ADB actively undertakes annual country programming review exercises to promote policy dialogue and discuss sector development priorities; as well as project implementation challenges with the Government of Nepal and other development partners.
ADB is also a key contributor to the Nepal Portfolio Performance Review, organized between the Government and 13 development partners, to enhance the efficiency and effectiveness of the country’s development projects, and to move toward the adoption of the principles of the Paris Declaration for making aid more effective.
Major Support by Sector
The Top five sectors of ADB assistance are:
The followings are the five largest ADB funded projects selected from among the several ongoing projects:
Power Transmission and Distribution Efficiency Enhancement Project;
South Asia Sub Regional Economic Cooperation Power System Expansion Project (SASEC
Disaster Risk Resilience for Public School Infrastructure and Communities Project;
Second Kathmandu Valley Water Supply Improvement Project.
Mugling - Pokhara Highway Improvement Project
Disbursement during FYs 2016/17 to 2020/21 (in US$)
Over a period of 5 years beginning from FY 2016/17 to FY 2020/21, ADB has disbursed a total of US $ 1810.8 million to Nepal. In terms of actual disbursement, it is the second highest-disbursing partner among multilateral DPs. The highest level of disbursement from ADB took place in fiscal year 2019/20, with an amount of US $ 611.4 million. The average annual disbursement over the five year from ADB is US $ 362.1 million.

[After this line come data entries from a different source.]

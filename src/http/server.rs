//! HTTP server setup and configuration.
//!
//! # Responsibilities
//! - Create the Axum Router around the forwarding engine
//! - Wire up middleware (request ID, tracing, timeouts)
//! - Serve every configured listener, plain or TLS, until shutdown
//! - Drain in-flight exchanges for at most `timeouts.drain_secs`

use std::future::IntoFuture;
use std::net::SocketAddr;
use std::path::Path;
use std::sync::Arc;
use std::time::Duration;

use axum::{
    body::Body,
    extract::{ConnectInfo, State},
    http::{Request, Response},
    Router,
};
use axum_server::tls_rustls::RustlsConfig;
use tokio::net::TcpListener;
use tokio::sync::{broadcast, oneshot};
use tokio::task::JoinSet;
use tower_http::{
    request_id::{PropagateRequestIdLayer, SetRequestIdLayer},
    timeout::{ResponseBodyTimeoutLayer, TimeoutLayer},
    trace::TraceLayer,
};

use crate::config::{ListenerConfig, ProxyConfig};
use crate::filters::{builtin::chain_from_config, FilterChain};
use crate::http::engine::ForwardingEngine;
use crate::http::request::UuidRequestId;
use crate::http::upstream::{HyperUpstream, Upstream};
use crate::identity::ProxyIdentity;
use crate::lifecycle::Shutdown;
use crate::net::{listener, tls, ListenerError};

/// Application state injected into handlers.
#[derive(Clone)]
pub struct AppState {
    pub engine: Arc<ForwardingEngine>,
}

/// HTTP server for the forwarding proxy.
pub struct HttpServer {
    router: Router,
    config: ProxyConfig,
}

impl HttpServer {
    /// Create a server with the built-in filters and the network upstream.
    pub fn new(config: ProxyConfig) -> Result<Self, std::io::Error> {
        let upstream = Arc::new(HyperUpstream::new(&config.timeouts)?);
        let filters = chain_from_config(&config.filters);
        Ok(Self::with_parts(config, filters, upstream))
    }

    /// Create a server with an explicit filter chain and upstream.
    pub fn with_parts(config: ProxyConfig, filters: FilterChain, upstream: Arc<dyn Upstream>) -> Self {
        let engine = ForwardingEngine::new(
            ProxyIdentity::from(&config.identity),
            filters,
            upstream,
            Duration::from_secs(config.timeouts.upstream_secs),
        );

        tracing::info!(
            identity = %engine.identity(),
            pre_call = ?engine.filters().pre_call_names(),
            post_call = ?engine.filters().post_call_names(),
            "Forwarding engine ready"
        );

        let state = AppState {
            engine: Arc::new(engine),
        };
        let router = Self::build_router(&config, state);
        Self { router, config }
    }

    /// Build the Axum router with all middleware layers.
    #[allow(deprecated)]
    fn build_router(config: &ProxyConfig, state: AppState) -> Router {
        let request_timeout = Duration::from_secs(config.timeouts.request_secs);
        Router::new()
            .fallback(proxy_handler)
            .with_state(state)
            .layer(TimeoutLayer::new(request_timeout))
            .layer(ResponseBodyTimeoutLayer::new(request_timeout))
            .layer(PropagateRequestIdLayer::x_request_id())
            .layer(TraceLayer::new_for_http())
            .layer(SetRequestIdLayer::x_request_id(UuidRequestId))
    }

    /// Get a reference to the config.
    pub fn config(&self) -> &ProxyConfig {
        &self.config
    }

    /// Bind and serve every configured listener until shutdown.
    ///
    /// The first listener to fail, whether at startup or while serving,
    /// triggers shutdown for the others.
    pub async fn run(self, shutdown: &Shutdown) -> Result<(), ListenerError> {
        let drain = self.drain_timeout();
        let mut tasks = JoinSet::new();

        for listener_config in &self.config.listeners {
            let started = start_listener(
                &mut tasks,
                listener_config,
                self.router.clone(),
                shutdown.subscribe(),
                drain,
            )
            .await;

            if let Err(e) = started {
                tracing::error!(
                    address = %listener_config.bind_address,
                    error = %e,
                    "Failed to start listener"
                );
                shutdown.trigger();
                while tasks.join_next().await.is_some() {}
                return Err(e);
            }
        }

        while let Some(joined) = tasks.join_next().await {
            let result = joined.unwrap_or_else(|e| Err(ListenerError::Serve(std::io::Error::other(e))));
            if let Err(e) = result {
                tracing::error!(error = %e, "Listener stopped");
                shutdown.trigger();
                while tasks.join_next().await.is_some() {}
                return Err(e);
            }
        }

        tracing::info!("HTTP server stopped");
        Ok(())
    }

    /// Serve a single already-bound plain listener.
    pub async fn serve(
        self,
        listener: TcpListener,
        shutdown: broadcast::Receiver<()>,
    ) -> Result<(), ListenerError> {
        let drain = self.drain_timeout();
        serve_plain(listener, self.router, shutdown, drain).await
    }

    fn drain_timeout(&self) -> Duration {
        Duration::from_secs(self.config.timeouts.drain_secs)
    }
}

async fn start_listener(
    tasks: &mut JoinSet<Result<(), ListenerError>>,
    listener_config: &ListenerConfig,
    router: Router,
    shutdown: broadcast::Receiver<()>,
    drain: Duration,
) -> Result<(), ListenerError> {
    match &listener_config.tls {
        None => {
            let tcp = listener::bind(&listener_config.bind_address).await?;
            tasks.spawn(serve_plain(tcp, router, shutdown, drain));
        }
        Some(tls_config) => {
            let addr = listener::parse_addr(&listener_config.bind_address)?;
            let rustls = tls::load_tls_config(
                Path::new(&tls_config.cert_path),
                Path::new(&tls_config.key_path),
            )
            .await?;
            tasks.spawn(serve_tls(addr, rustls, router, shutdown, drain));
        }
    }
    Ok(())
}

async fn serve_plain(
    listener: TcpListener,
    router: Router,
    mut shutdown: broadcast::Receiver<()>,
    drain: Duration,
) -> Result<(), ListenerError> {
    let addr = listener.local_addr().map_err(ListenerError::Serve)?;
    tracing::info!(address = %addr, tls = false, "Listening for connections");

    let (draining_tx, draining_rx) = oneshot::channel();
    let server = axum::serve(
        listener,
        router.into_make_service_with_connect_info::<SocketAddr>(),
    )
    .with_graceful_shutdown(async move {
        let _ = shutdown.recv().await;
        let _ = draining_tx.send(());
    })
    .into_future();

    // Resolves only once draining has started and run out of time.
    let drain_expired = async move {
        match draining_rx.await {
            Ok(()) => tokio::time::sleep(drain).await,
            Err(_) => std::future::pending::<()>().await,
        }
    };

    tokio::select! {
        result = server => result.map_err(ListenerError::Serve),
        _ = drain_expired => {
            tracing::warn!(address = %addr, "Drain timeout elapsed, closing remaining connections");
            Ok(())
        }
    }
}

async fn serve_tls(
    addr: SocketAddr,
    config: RustlsConfig,
    router: Router,
    mut shutdown: broadcast::Receiver<()>,
    drain: Duration,
) -> Result<(), ListenerError> {
    let handle = axum_server::Handle::new();
    let signal = handle.clone();
    tokio::spawn(async move {
        let _ = shutdown.recv().await;
        signal.graceful_shutdown(Some(drain));
    });

    tracing::info!(address = %addr, tls = true, "Listening for connections");

    axum_server::bind_rustls(addr, config)
        .handle(handle)
        .serve(router.into_make_service_with_connect_info::<SocketAddr>())
        .await
        .map_err(ListenerError::Serve)
}

/// Every inbound request, whatever its path, goes to the engine.
async fn proxy_handler(
    State(state): State<AppState>,
    ConnectInfo(peer): ConnectInfo<SocketAddr>,
    request: Request<Body>,
) -> Response<Body> {
    state.engine.handle(request, peer).await
}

In the last five-year period ADB has committed to provide US $ 3636.8 million to Nepal through separate agreements. The highest level of ADB commitment was made of an amount of US $ 1830.7 million in fiscal year 2018/19.
Source: Aid Management Information System
Note: The Agreement Amount is not comparable with disbursement because disbursement here accounts for disbursement of each fiscal year only, whereas Agreement Amount refers to the project cost over the period (not only for single fiscal year but also beyond).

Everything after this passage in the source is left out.